The Greater Los Angeles New Car Dealers Association, to which Pete Smith belongs, has donated $35,000 over the past 2 1/2 years to pay for improvements to the Optimist school’s auto shop.

“This was a very feel-good thing that we saw the value of,” says Bob Smith, the association’s executive director. Bob Smith, a former dealer, is Pete Smith’s cousin and a grandson of the Bob Smith for whom the Toyota dealership is named.

Honda’s PACT

Like Toyota, American Honda Motor Co. works with community colleges to train service techs.

Rio Hondo College in Whittier, Calif., is one of the many colleges with which Honda partners. Students in the school’s automotive department can apply to be part of Honda’s Professional Automotive Career Training, or PACT, program.

Those chosen, after a few months of study, are assigned to a Honda dealership for on-the-job training, says Steve Tomory, an automotive technology professor at Rio Hondo.

Tomory, a master tech certified by the National Institute for Automotive Service Excellence, has taught at Rio Hondo for 18 years. The skills a service tech needs have changed over that time, Tomory says.

Techs must be able to gather data and apply critical thinking to diagnose problems in a vehicle’s electronic system, he says. That amounts to more than just repairing or replacing a part, he adds.

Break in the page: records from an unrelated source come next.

use std::sync::atomic::{AtomicU64, Ordering};

/// Thread-safe counters describing ingestion and chat activity.
#[derive(Default)]
pub struct UsageMetrics {
    documents_ingested: AtomicU64,
    chunks_ingested: AtomicU64,
    chat_turns: AtomicU64,
    failed_turns: AtomicU64,
}

impl UsageMetrics {
    /// Create an empty metrics accumulator.
    pub fn new() -> Self {
        Self::default()
    }

    /// Record a document that reached the ready state and the number of chunks it produced.
    pub fn record_document(&self, chunk_count: u64) {
        self.documents_ingested.fetch_add(1, Ordering::Relaxed);
        self.chunks_ingested
            .fetch_add(chunk_count, Ordering::Relaxed);
    }

    /// Record a chat turn answered by the backend.
    pub fn record_chat_turn(&self) {
        self.chat_turns.fetch_add(1, Ordering::Relaxed);
    }

    /// Record a chat turn that was rolled back.
    pub fn record_failed_turn(&self) {
        self.failed_turns.fetch_add(1, Ordering::Relaxed);
    }

    /// Return a snapshot of the current counters.
    pub fn snapshot(&self) -> MetricsSnapshot {
        MetricsSnapshot {
            documents_ingested: self.documents_ingested.load(Ordering::Relaxed),
            chunks_ingested: self.chunks_ingested.load(Ordering::Relaxed),
            chat_turns: self.chat_turns.load(Ordering::Relaxed),
            failed_turns: self.failed_turns.load(Ordering::Relaxed),
        }
    }
}

/// Immutable view of usage counters used for reporting.
#[derive(Debug, Clone, Copy, PartialEq, Eq, serde::Serialize)]
pub struct MetricsSnapshot {
    /// Number of documents that reached the ready state.
    pub documents_ingested: u64,
    /// Total chunk count produced across all ingested documents.
    pub chunks_ingested: u64,
    /// Chat turns that received an answer.
    pub chat_turns: u64,
    /// Chat turns that failed and were rolled back.
    pub failed_turns: u64,
}

#[cfg(test)]
mod tests {
    use super::*;

    #[test]
    fn records_documents_and_chunks() {
        let metrics = UsageMetrics::new();
        metrics.record_document(2);
        metrics.record_document(3);

        let snapshot = metrics.snapshot();
        assert_eq!(snapshot.documents_ingested, 2);
        assert_eq!(snapshot.chunks_ingested, 5);
    }

    #[test]
    fn records_chat_outcomes_separately() {
        let metrics = UsageMetrics::new();
        metrics.record_chat_turn();
        metrics.record_chat_turn();
        metrics.record_failed_turn();

        let snapshot = metrics.snapshot();
        assert_eq!(snapshot.chat_turns, 2);
        assert_eq!(snapshot.failed_turns, 1);
        assert_eq!(snapshot.documents_ingested, 0);
    }
}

Mark Lestico, parts manager and fixed ops director at Cerritos Acura in Cerritos, Calif., concurs. A two-year degree from a community college automotive program is “a must” for service techs to learn electrical diagnostic skills, he says.

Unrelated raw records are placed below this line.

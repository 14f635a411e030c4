//! Durable storage for the single active session identifier.
//!
//! Only the id is persisted; session attributes live in memory with the controller. Absence of
//! a stored value means no session.

use std::io::ErrorKind;
use std::path::{Path, PathBuf};
use std::sync::{Mutex, PoisonError};
use thiserror::Error;

/// Well-known key under which the active session id is stored.
pub const SESSION_STORAGE_KEY: &str = "resumelens_session_id";

/// Errors raised by session storage backends.
#[derive(Debug, Error)]
pub enum StorageError {
    /// Reading or writing the backing file failed.
    #[error("Failed to access session storage at {path}: {source}")]
    Io {
        /// File that was being accessed.
        path: PathBuf,
        /// Underlying I/O error.
        #[source]
        source: std::io::Error,
    },
}

/// Get/set/clear capability for the persisted session id.
pub trait SessionStorage: Send + Sync {
    /// Return the stored session id, if any.
    fn get_session_id(&self) -> Result<Option<String>, StorageError>;
    /// Persist `session_id`, replacing any previous value.
    fn set_session_id(&self, session_id: &str) -> Result<(), StorageError>;
    /// Remove the stored session id. Clearing an empty store succeeds.
    fn clear_session_id(&self) -> Result<(), StorageError>;
}

/// Stores the session id in a single file named [`SESSION_STORAGE_KEY`] inside a directory.
#[derive(Debug, Clone)]
pub struct FileSessionStorage {
    path: PathBuf,
}

impl FileSessionStorage {
    /// Use `dir` as the storage directory. The directory is created on first write.
    pub fn new(dir: impl AsRef<Path>) -> Self {
        Self {
            path: dir.as_ref().join(SESSION_STORAGE_KEY),
        }
    }

    /// Location of the backing file.
    pub fn path(&self) -> &Path {
        &self.path
    }

    fn io_error(&self, source: std::io::Error) -> StorageError {
        StorageError::Io {
            path: self.path.clone(),
            source,
        }
    }
}

impl SessionStorage for FileSessionStorage {
    fn get_session_id(&self) -> Result<Option<String>, StorageError> {
        match std::fs::read_to_string(&self.path) {
            Ok(contents) => {
                let trimmed = contents.trim();
                if trimmed.is_empty() {
                    Ok(None)
                } else {
                    Ok(Some(trimmed.to_string()))
                }
            }
            Err(err) if err.kind() == ErrorKind::NotFound => Ok(None),
            Err(err) => Err(self.io_error(err)),
        }
    }

    fn set_session_id(&self, session_id: &str) -> Result<(), StorageError> {
        if let Some(parent) = self.path.parent()
            && !parent.as_os_str().is_empty()
        {
            std::fs::create_dir_all(parent).map_err(|err| self.io_error(err))?;
        }
        std::fs::write(&self.path, session_id).map_err(|err| self.io_error(err))
    }

    fn clear_session_id(&self) -> Result<(), StorageError> {
        match std::fs::remove_file(&self.path) {
            Ok(()) => Ok(()),
            Err(err) if err.kind() == ErrorKind::NotFound => Ok(()),
            Err(err) => Err(self.io_error(err)),
        }
    }
}

/// Process-local storage, useful for tests and embedders without a filesystem.
#[derive(Debug, Default)]
pub struct MemorySessionStorage {
    value: Mutex<Option<String>>,
}

impl MemorySessionStorage {
    /// Create an empty store.
    pub fn new() -> Self {
        Self::default()
    }

    /// Create a store that already holds `session_id`.
    pub fn with_session_id(session_id: impl Into<String>) -> Self {
        Self {
            value: Mutex::new(Some(session_id.into())),
        }
    }
}

impl SessionStorage for MemorySessionStorage {
    fn get_session_id(&self) -> Result<Option<String>, StorageError> {
        Ok(self
            .value
            .lock()
            .unwrap_or_else(PoisonError::into_inner)
            .clone())
    }

    fn set_session_id(&self, session_id: &str) -> Result<(), StorageError> {
        *self.value.lock().unwrap_or_else(PoisonError::into_inner) = Some(session_id.to_string());
        Ok(())
    }

    fn clear_session_id(&self) -> Result<(), StorageError> {
        self.value
            .lock()
            .unwrap_or_else(PoisonError::into_inner)
            .take();
        Ok(())
    }
}

#[cfg(test)]
mod tests {
    use super::*;

    fn scratch_dir() -> PathBuf {
        std::env::temp_dir().join(format!("resumelens-storage-{}", uuid::Uuid::new_v4()))
    }

    #[test]
    fn file_storage_round_trips_and_clears() {
        let dir = scratch_dir();
        let storage = FileSessionStorage::new(&dir);
        assert_eq!(storage.get_session_id().unwrap(), None);

        storage.set_session_id("session-1").unwrap();
        assert_eq!(storage.get_session_id().unwrap().as_deref(), Some("session-1"));
        assert!(storage.path().ends_with(SESSION_STORAGE_KEY));

        storage.set_session_id("session-2").unwrap();
        assert_eq!(storage.get_session_id().unwrap().as_deref(), Some("session-2"));

        storage.clear_session_id().unwrap();
        assert_eq!(storage.get_session_id().unwrap(), None);
        storage.clear_session_id().expect("clearing twice is fine");

        let _ = std::fs::remove_dir_all(dir);
    }

    #[test]
    fn file_storage_treats_blank_file_as_absent() {
        let dir = scratch_dir();
        std::fs::create_dir_all(&dir).unwrap();
        std::fs::write(dir.join(SESSION_STORAGE_KEY), "  \n").unwrap();
        let storage = FileSessionStorage::new(&dir);
        assert_eq!(storage.get_session_id().unwrap(), None);
        let _ = std::fs::remove_dir_all(dir);
    }

    #[test]
    fn memory_storage_starts_with_seed() {
        let storage = MemorySessionStorage::with_session_id("seeded");
        assert_eq!(storage.get_session_id().unwrap().as_deref(), Some("seeded"));
        storage.clear_session_id().unwrap();
        assert_eq!(storage.get_session_id().unwrap(), None);
    }
}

“The days of hiring a young person off the street and training them to become a tech are pretty much gone,” Lestico says.

Cerritos Acura has hired at least a dozen Rio Hondo graduates since Honda began partnering with the college in 2010, Lestico says. He adds that 7 of his 20 service techs graduated from the Rio Hondo PACT program.

In house

The Greater New York Automobile Dealers Association has taken a different approach to tech training. In 2005, association members paid $30 million to build an automotive training and education center in Whitestone, N.Y.

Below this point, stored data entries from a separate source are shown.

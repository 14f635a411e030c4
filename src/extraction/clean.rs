//! Text cleaning applied to every extracted or pasted document.

/// Trim each line and drop the ones left empty.
pub fn remove_empty_lines(text: &str) -> String {
    text.lines()
        .map(str::trim)
        .filter(|line| !line.is_empty())
        .collect::<Vec<_>>()
        .join("\n")
}

/// Collapse runs of spaces to one and runs of three or more newlines to two, then trim.
pub fn normalize_whitespace(text: &str) -> String {
    let mut out = String::with_capacity(text.len());
    let mut spaces = 0usize;
    let mut newlines = 0usize;

    for ch in text.chars() {
        match ch {
            ' ' => {
                spaces += 1;
                newlines = 0;
                if spaces == 1 {
                    out.push(ch);
                }
            }
            '\n' => {
                newlines += 1;
                spaces = 0;
                if newlines <= 2 {
                    out.push(ch);
                }
            }
            _ => {
                spaces = 0;
                newlines = 0;
                out.push(ch);
            }
        }
    }

    out.trim().to_string()
}

/// Normalize a raw document into the plain text sent for chunking.
pub fn clean_text(text: &str) -> String {
    normalize_whitespace(&remove_empty_lines(text))
}

#[cfg(test)]
mod tests {
    use super::*;

    #[test]
    fn remove_empty_lines_trims_and_drops_blanks() {
        let text = "  Experience \n\n   \n\tRust engineer  \n";
        assert_eq!(remove_empty_lines(text), "Experience\nRust engineer");
    }

    #[test]
    fn normalize_whitespace_collapses_runs() {
        assert_eq!(normalize_whitespace("a    b\n\n\n\nc  "), "a b\n\nc");
        assert_eq!(normalize_whitespace("   "), "");
    }

    #[test]
    fn clean_text_handles_windows_line_endings() {
        let text = "Skills:\r\n\r\n  Rust,   Go  \r\n";
        assert_eq!(clean_text(text), "Skills:\nRust, Go");
    }
}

The dealer association partners with Lincoln Technical Institute, a nationwide network of private, for-profit career training schools. About 500 students are enrolled in the 13-month auto technology program at the New York center.

Schienberg: “Built-in recruitment”

Students with good grades earn internships at dealerships, says Mark Schienberg, the association’s president. That creates “a built-in recruitment” process for dealers, he adds.

The chronic shortage of service techs costs dealerships a lot of money, says Rob Gehring, president of Fixed Performance Inc., a fixed ops consultancy in Huron, Ohio. A service department that lacks techs can lose customers who can’t schedule timely appointments, he notes.

Dealership-school partnerships to train service techs “need to be expanded,” Gehring says.

Talent competition

Collin Sewell, president of Sewell Family of Cos. in Odessa, Texas, says service techs have the same skills as computer engineers, making them more attractive to employers in other fields.

Sewell says his dealership group invests $100,000 in a year of training for a starting tech.

Dealerships must offer a competitive work culture and environment to attract and keep good techs, he says.

“There is not a shortage of people who know how to do those things — there is a shortage of people willing to do it,” Sewell says. “The person who can write code for a computer company is … sitting in a cool office sipping a cappuccino.”

The service and parts department in Sewell’s new Ford Lincoln dealership in Odessa, due to open next spring, will be climate-controlled and include a locker room and showers.

At the Optimist school’s auto shop, teacher Kies seeks something more basic for his students — more cars to work on. The supply now is limited to faculty cars that need service.

Kies also hopes to line up internships with area dealerships, although many of his students don’t yet have driver’s licenses. He says his class offers students “a pipeline to community colleges and trade schools.”

Kies adds, “Without the Optimist Youth Homes, a lot of them wouldn’t even graduate high school.”